Indonesia's Constitutional Court said yesterday that foreigners could not challenge the country's laws, after three Australians on death row filed a petition opposing the use of the death penalty for drug offenses.
Lawyers for the three Australians, who were sentenced to death for trying to smuggle heroin out of Indonesia's resort island of Bali, argue that the death penalty is unconstitutional because the Constitution guarantees the right to life.
"Foreigners have no legal standing to file a judicial review," said I Dewa Palguna, one of the court's judges, citing the law on which the court was set up.
Although the court said that foreigners could not challenge laws, a panel of judges considered the petition and ruled yesterday that sentencing drug offenders to death does not violate the Constitution.
The three Australians are members of the "Bali Nine," a group of eight men and one woman who were arrested in Bali in April 2005 while trying to smuggle more than 8.2kg of heroin to Australia.
Three other members of the group were sentenced to death, but were not included in the petition. Two members were given life sentences and the only women in the group is serving 20 years in jail.
Australian Foreign Minister Alexander Downer said Canberra would appeal to Indonesia for clemency for the nine convicted Australian drug smugglers when all legal appeal possibilities had been exhausted.
"We oppose capital punishment and will do what we can for Australians who are on death row," he told local radio.

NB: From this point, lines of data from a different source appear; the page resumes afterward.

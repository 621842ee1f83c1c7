//! Customer fields collected by the checkout form.

use serde::{Deserialize, Serialize};

/// Pickup details entered at checkout. Never persisted.
#[derive(Debug, Clone, Default, PartialEq, Eq, Serialize, Deserialize)]
#[serde(rename_all = "camelCase")]
pub struct CustomerInfo {
    pub name: String,
    pub phone: String,
    pub pickup_time: String,
    #[serde(default)]
    pub notes: Option<String>,
}

impl CustomerInfo {
    /// Notes with surrounding whitespace removed, or `None` when blank.
    #[must_use]
    pub fn notes(&self) -> Option<&str> {
        self.notes
            .as_deref()
            .map(str::trim)
            .filter(|notes| !notes.is_empty())
    }

    /// Names of required fields that are blank, in form order.
    #[must_use]
    pub fn missing_fields(&self) -> Vec<&'static str> {
        [
            ("name", &self.name),
            ("phone", &self.phone),
            ("pickup time", &self.pickup_time),
        ]
        .into_iter()
        .filter(|(_, value)| value.trim().is_empty())
        .map(|(field, _)| field)
        .collect()
    }
}
//! Parsing for Google Visualization query responses.
//!
//! The endpoint answers with JSONP along the lines of
//! `/*O_o*/ google.visualization.Query.setResponse({...});`. The JSON
//! object is everything between the first `{` and the last `}`.

use serde::Deserialize;
use serde_json::Value;

use super::SheetsError;
use super::row::{SheetRow, value_to_text};

#[derive(Debug, Deserialize)]
struct GvizResponse {
    table: Option<GvizTable>,
}

#[derive(Debug, Default, Deserialize)]
struct GvizTable {
    #[serde(default)]
    cols: Vec<GvizColumn>,
    #[serde(default)]
    rows: Vec<GvizRow>,
}

#[derive(Debug, Default, Deserialize)]
struct GvizColumn {
    #[serde(default)]
    id: Option<String>,
    #[serde(default)]
    label: Option<String>,
}

#[derive(Debug, Default, Deserialize)]
struct GvizRow {
    #[serde(default)]
    c: Option<Vec<Option<GvizCell>>>,
}

#[derive(Debug, Deserialize)]
struct GvizCell {
    #[serde(default)]
    v: Value,
}

/// Cut the JSON object out of a JSONP body.
///
/// # Errors
///
/// Returns [`SheetsError::MalformedResponse`] when there is no `{ ... }`.
pub fn extract_json(body: &str) -> Result<&str, SheetsError> {
    let start = body.find('{');
    let end = body.rfind('}');
    match (start, end) {
        (Some(start), Some(end)) if start < end => body
            .get(start..=end)
            .ok_or_else(|| SheetsError::MalformedResponse("no JSON object in response".to_string())),
        _ => Err(SheetsError::MalformedResponse(
            "no JSON object in response".to_string(),
        )),
    }
}

/// Parse a gviz response body into header-keyed rows.
///
/// Headers come from the column labels when any label is set; otherwise the
/// first data row is the header row and is skipped. Columns with a blank
/// header are dropped, null cells become empty strings, and rows with no
/// non-blank cell are skipped.
///
/// # Errors
///
/// Returns an error when the body holds no JSON object or the object is not
/// valid JSON.
pub fn parse_rows(body: &str) -> Result<Vec<SheetRow>, SheetsError> {
    let json = extract_json(body)?;
    let response: GvizResponse = serde_json::from_str(json)?;
    let table = response.table.unwrap_or_default();

    let cells: Vec<Vec<Value>> = table.rows.into_iter().map(row_values).collect();

    let labelled = table
        .cols
        .iter()
        .any(|col| col.label.as_deref().is_some_and(|l| !l.trim().is_empty()));

    let (headers, data): (Vec<String>, &[Vec<Value>]) = if labelled {
        let headers = table
            .cols
            .iter()
            .map(|col| {
                col.label
                    .as_deref()
                    .filter(|l| !l.trim().is_empty())
                    .or(col.id.as_deref())
                    .unwrap_or_default()
                    .trim()
                    .to_string()
            })
            .collect();
        (headers, cells.as_slice())
    } else if let Some((first, rest)) = cells.split_first() {
        let headers = first.iter().map(|v| value_to_text(v).trim().to_string()).collect();
        (headers, rest)
    } else {
        return Ok(Vec::new());
    };

    let rows = data
        .iter()
        .filter(|values| values.iter().any(|v| !value_to_text(v).trim().is_empty()))
        .map(|values| {
            headers
                .iter()
                .enumerate()
                .filter(|(_, header)| !header.is_empty())
                .map(|(i, header)| {
                    let value = values
                        .get(i)
                        .filter(|v| !v.is_null())
                        .cloned()
                        .unwrap_or_else(|| Value::String(String::new()));
                    (header.clone(), value)
                })
                .collect::<SheetRow>()
        })
        .collect();

    Ok(rows)
}

fn row_values(row: GvizRow) -> Vec<Value> {
    row.c
        .unwrap_or_default()
        .into_iter()
        .map(|cell| cell.map_or(Value::Null, |c| c.v))
        .collect()
}

#[cfg(test)]
#[allow(clippy::unwrap_used)]
mod tests {
    use super::*;

    const LABELLED: &str = r#"/*O_o*/
google.visualization.Query.setResponse({"version":"0.6","status":"ok","table":{"cols":[{"id":"A","label":"id","type":"string"},{"id":"B","label":"name","type":"string"},{"id":"C","label":"price","type":"number"},{"id":"D","label":"","type":"string"}],"rows":[{"c":[{"v":"m1"},{"v":"Club Sandwich"},{"v":120.0},null]},{"c":[null,null,null,null]},{"c":[{"v":"m2"},{"v":"Fries"},null,{"v":"x"}]}]}});"#;

    const UNLABELLED: &str = r#"google.visualization.Query.setResponse({"table":{"cols":[{"id":"A","label":""},{"id":"B","label":""}],"rows":[{"c":[{"v":"key"},{"v":"value"}]},{"c":[{"v":"isOpen"},{"v":true}]}]}});"#;

    #[test]
    fn test_extract_json() {
        assert_eq!(extract_json("cb({\"a\":1});").unwrap(), "{\"a\":1}");
        assert!(matches!(
            extract_json("<html>Sign in</html>"),
            Err(SheetsError::MalformedResponse(_))
        ));
        assert!(extract_json("} oops {").is_err());
    }

    #[test]
    fn test_labelled_columns() {
        let rows = parse_rows(LABELLED).unwrap();
        assert_eq!(rows.len(), 2);

        assert_eq!(rows[0].text("id"), "m1");
        assert_eq!(rows[0].text("price"), "120");
        assert!(rows[0].get("").is_none());

        assert_eq!(rows[1].text("name"), "Fries");
        assert_eq!(rows[1].get("price"), Some(&Value::String(String::new())));
    }

    #[test]
    fn test_first_row_as_header_when_unlabelled() {
        let rows = parse_rows(UNLABELLED).unwrap();
        assert_eq!(rows.len(), 1);
        assert_eq!(rows[0].text("key"), "isOpen");
        assert_eq!(rows[0].flag("value"), Some(true));
    }

    #[test]
    fn test_missing_table_is_empty() {
        assert!(parse_rows(r#"x({"status":"error"})"#).unwrap().is_empty());
    }

    #[test]
    fn test_invalid_json_is_parse_error() {
        assert!(matches!(
            parse_rows("x({not json})"),
            Err(SheetsError::Parse(_))
        ));
    }
}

Three of the Bali Nine -- Scott Rush and accused gang masterminds Myuran Sukumaran and Andrew Chan -- launched the challenge in January.
Downer said Canberra's clemency appeal would extend only to Australians facing an Indonesian firing squad and his government would not make pleas on behalf of three men sentenced to death for carrying out the Bali bombings in 2002.
Over 200 people were killed by the Bali bombers, including 88 Australians and 38 Indonesians.
"We are opposed to capital punishment, but as far as the Bali bombers are concerned, these people have committed a terrible atrocity against our people," Downer said.
Indonesia imposes the death sentence for many narcotic offences, defending the penalty as necessary to deter others in a country with a growing drugs problem. Two Thai nationals were executed for drugs offences in October 2004.
At the end of last year, 134 people were on death row in Indonesia, including 37 foreigners and 97 Indonesians, most of them for drug-related crimes. At least four are extremists awaiting death for their roles in a series of bombings.
Indonesian government officials, police officers and judges have said they support capital punishment for drug crimes.
The country has executed at least eight people since 2000.